Suppose a fire to be made in a grate or furnace, filled with a kind
of fuel not very combustible, and which could only be kept burning by
means of a machine, containing several tubes placed before it, and
constantly pouring streams of air into it. Suppose also a pipe to be
fixed in the back of the chimney, through which a constant supply of
fresh fuel is gradually let down into the grate, to repair the waste
occasioned by the combustion kept up by the air machine.
The grate will represent the human body; the fuel in it the life or
excitability, and the tube behind, supplying fresh fuel, will denote
the power of all living systems, constantly to regenerate or produce
excitability; the air machine, consisting of several tubes, may
denote the various stimuli applied to the excitability of the body;
the flame produced in consequence of that application, represents
life; the product of the exciting powers acting upon the
excitability.
Here we see, that flame, like life, is drawn forth from fuel by the
constant application of streams of air, poured into it from the
different tubes of the machine.

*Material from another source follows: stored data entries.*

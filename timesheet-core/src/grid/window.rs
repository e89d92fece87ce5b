use time::{Date, Duration, OffsetDateTime};

use crate::clock::{DateKey, TimeReference};

/// The Monday-to-Sunday week that contains a given date.
#[derive(Debug, Clone, Copy, PartialEq, Eq, Hash)]
pub struct WeekWindow {
    monday: Date,
}

impl WeekWindow {
    pub fn containing(date: Date) -> Self {
        let back = i64::from(date.weekday().number_days_from_monday());
        Self {
            monday: date.saturating_sub(Duration::days(back)),
        }
    }

    pub fn monday(&self) -> Date {
        self.monday
    }

    pub fn sunday(&self) -> Date {
        self.monday.saturating_add(Duration::days(6))
    }

    /// The seven dates of the week, Monday first.
    pub fn days(&self) -> [Date; 7] {
        std::array::from_fn(|offset| self.monday.saturating_add(Duration::days(offset as i64)))
    }

    pub fn keys(&self) -> [DateKey; 7] {
        self.days().map(DateKey::new)
    }

    pub fn contains(&self, date: Date) -> bool {
        self.monday <= date && date <= self.sunday()
    }

    /// Zero-based weekday column of `date`, if it is in this week.
    pub fn index_of(&self, date: Date) -> Option<usize> {
        self.days().iter().position(|day| *day == date)
    }
}

/// The week containing `now`, as seen in `reference`.
pub fn compute_week_window(now: OffsetDateTime, reference: TimeReference) -> WeekWindow {
    WeekWindow::containing(reference.today(now))
}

When the quantity of air poured in
through these different tubes is sufficient to consume the fuel as it
is supplied, a constant and regular flame will be produced: but if we
suppose that some of them are stopped, or that they do not supply a
sufficient quantity of air, then the fuel will accumulate, and the
flame will be languid and smothered, but liable to break out with
violence, when the usual quantity of air is supplied.